Kisah Haru di Balik Umrah Ruben Onsu dan Ivan Gunawan: Penantian 15 Tahun Berbuah Manis di Tanah Suci
Kamis, 02 Jul 2026 08:04 WIB
Kabarmalam.com — Persahabatan sejati yang terjalin selama belasan tahun akhirnya membawa dua pesohor tanah air, Ruben Onsu dan Ivan Gunawan, bersimpuh di depan Ka’bah. Setelah memendam keinginan selama 15 tahun untuk bisa menunaikan ibadah umrah bersama, momen spiritual yang dinanti-nantikan itu akhirnya terwujud dalam sebuah perjalanan yang penuh keajaiban dan rasa haru.
Penantian Panjang yang Tak Terduga
Bagi Ruben Onsu, perjalanan ke Tanah Suci kali ini bukanlah sekadar ibadah rutin, melainkan sebuah jawaban atas doa panjangnya. Menariknya, rencana besar ini justru terlaksana tanpa persiapan yang berbelit-belit. Di tengah kesibukan jadwal syuting yang padat, celah waktu itu tiba-tiba terbuka lebar, seolah semesta memang sudah merestui mereka untuk berangkat bersama.

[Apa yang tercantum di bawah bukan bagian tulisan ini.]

//! Validating, dispatching and presenting one submission.

use survey_wizard_types::{
    FieldView, Form, StepView, SubmissionOutcome, SubmitView, Submitter, SurveyDefinition,
};
use tracing::{info, warn};

use crate::{WizardConfig, payload, validate};

/// Runs the final validation pass, sends the payload and maps the outcome to
/// the surface.
#[derive(Debug)]
pub struct SubmissionCoordinator<T> {
    submitter: T,
    attempts: usize,
}

impl<T: Submitter> SubmissionCoordinator<T> {
    pub fn new(submitter: T) -> Self {
        Self {
            submitter,
            attempts: 0,
        }
    }

    /// The wrapped submitter.
    pub fn submitter(&self) -> &T {
        &self.submitter
    }

    /// Number of requests sent so far.
    pub fn attempts(&self) -> usize {
        self.attempts
    }

    /// Validate step `step` and, if it passes, send the whole form.
    ///
    /// Returns `None` when validation blocked the submission; focus is then
    /// on the first invalid field and nothing was sent.
    pub async fn submit<V>(
        &mut self,
        definition: &SurveyDefinition,
        form: &Form,
        step: usize,
        config: &WizardConfig,
        view: &mut V,
    ) -> Option<SubmissionOutcome>
    where
        V: StepView + FieldView + SubmitView,
    {
        let current = definition.step(step)?;
        if !validate::validate_step(current, form, view) {
            let first = validate::first_invalid(current, form);
            warn!(
                step,
                field = first.map(|name| name.as_str()),
                "submission blocked by validation"
            );
            if let Some(name) = first {
                view.focus(name);
            }
            return None;
        }

        view.set_submit(false, config.pending_label());
        view.set_transport_error(None);

        let payload = payload::collect(definition, form);
        info!(fields = payload.len(), "submission attempted");
        self.attempts += 1;
        let outcome = self.submitter.submit(&payload).await;

        match outcome.message() {
            None => {
                info!("submission accepted");
                view.show_success();
                view.scroll_to_top();
            }
            Some(message) => {
                info!(%message, "submission failed");
                view.set_transport_error(Some(&message));
                view.set_submit(true, config.submit_label());
            }
        }
        Some(outcome)
    }
}

#[cfg(test)]
mod tests {
    use super::*;
    use crate::{RecordingSurface, ScriptedSubmitter};
    use serde_json::json;
    use survey_wizard_types::{Field, FieldKind, Step};

    fn survey() -> SurveyDefinition {
        SurveyDefinition::new(
            "Feedback",
            vec![Step::new(
                "Final",
                vec![
                    Field::required("full_name", "Name", FieldKind::Input),
                    Field::optional("qualitative_response", "Comments", FieldKind::Multiline),
                ],
            )],
        )
    }

    #[tokio::test]
    async fn blocked_submission_sends_nothing() {
        let definition = survey();
        let form = Form::new(&definition);
        let submitter = ScriptedSubmitter::new();
        let mut coordinator = SubmissionCoordinator::new(submitter.clone());
        let mut view = RecordingSurface::new();

        let outcome = coordinator
            .submit(&definition, &form, 0, &WizardConfig::default(), &mut view)
            .await;

        assert_eq!(outcome, None);
        assert_eq!(submitter.calls(), 0);
        assert_eq!(view.focused().map(|f| f.as_str()), Some("full_name"));
        assert_eq!(view.transport_error(), None);
    }

    #[tokio::test]
    async fn success_shows_success_view() {
        let definition = survey();
        let mut form = Form::new(&definition);
        form.set(&"full_name".into(), "Ravi").unwrap();
        let submitter = ScriptedSubmitter::new();
        let mut coordinator = SubmissionCoordinator::new(submitter.clone());
        let mut view = RecordingSurface::new();

        let outcome = coordinator
            .submit(&definition, &form, 0, &WizardConfig::default(), &mut view)
            .await;

        assert_eq!(outcome, Some(SubmissionOutcome::Success));
        assert!(view.success_shown());
        assert_eq!(view.scroll_count(), 1);
        assert_eq!(submitter.payloads()[0].get("full_name"), Some(&json!("Ravi")));
        assert_eq!(coordinator.attempts(), 1);
    }

    #[tokio::test]
    async fn failure_restores_submit() {
        let definition = survey();
        let mut form = Form::new(&definition);
        form.set(&"full_name".into(), "Ravi").unwrap();
        let submitter = ScriptedSubmitter::new()
            .then(SubmissionOutcome::TransportFailure("Server unavailable".into()));
        let mut coordinator = SubmissionCoordinator::new(submitter);
        let mut view = RecordingSurface::new();

        coordinator
            .submit(&definition, &form, 0, &WizardConfig::default(), &mut view)
            .await;

        assert_eq!(view.transport_error(), Some("Server unavailable"));
        assert_eq!(view.submit(), (true, "Submit Survey"));
        assert!(!view.success_shown());
    }

    #[tokio::test]
    async fn retry_clears_previous_error() {
        let definition = survey();
        let mut form = Form::new(&definition);
        form.set(&"full_name".into(), "Ravi").unwrap();
        let submitter = ScriptedSubmitter::new()
            .then(SubmissionOutcome::TransportFailure("Submission failed".into()))
            .then(SubmissionOutcome::Success);
        let mut coordinator = SubmissionCoordinator::new(submitter.clone());
        let mut view = RecordingSurface::new();
        let config = WizardConfig::default();

        coordinator.submit(&definition, &form, 0, &config, &mut view).await;
        coordinator.submit(&definition, &form, 0, &config, &mut view).await;

        assert_eq!(view.transport_error(), None);
        assert!(view.success_shown());
        assert_eq!(submitter.calls(), 2);
    }
}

“Kalau saya bicara jujur, ini semua adalah jalan cerita dari Tuhan yang tidak pernah kita duga sebelumnya. Bisa bertemu kembali dan beribadah bersama Igun di depan Ka’bah adalah momen yang luar biasa indah. Kami hanya bisa berserah diri, dan ternyata skenario Allah jauh lebih cantik dari apa yang kami rencanakan,” ungkap Ruben dengan nada penuh syukur saat ditemui di Bandara Soekarno-Hatta, Tangerang.
Sinergi di Tengah Kesibukan
Selama 15 tahun bersahabat, rencana untuk pergi umrah bersama sebenarnya sudah sering kali tercetus. Namun, realitas dunia hiburan yang dinamis sering kali menjadi penghalang. Ruben menceritakan betapa sulitnya menyamakan jadwal antara dirinya dan sahabat karibnya yang akrab disapa Igun tersebut.
“Dulu saya sering bilang ingin umrah bareng Kak Igun. Tapi ya itu, waktunya susah sekali ketemu. Kadang saya bisa, dianya ada kerjaan lain, begitu juga sebaliknya. Baru kali inilah semua benar-benar pas,” tambah presenter kondang tersebut.
Kemandirian dalam Beribadah
Ada hal unik dalam perjalanan spiritual mereka kali ini. Meski berangkat bersama, Ruben dan Ivan Gunawan sepakat untuk menjalankan prosesi ibadah secara mandiri selama berada di Makkah. Keputusan ini diambil agar masing-masing bisa lebih khusyuk dan tidak saling bergantung secara teknis, mengingat padatnya jamaah di Tanah Suci.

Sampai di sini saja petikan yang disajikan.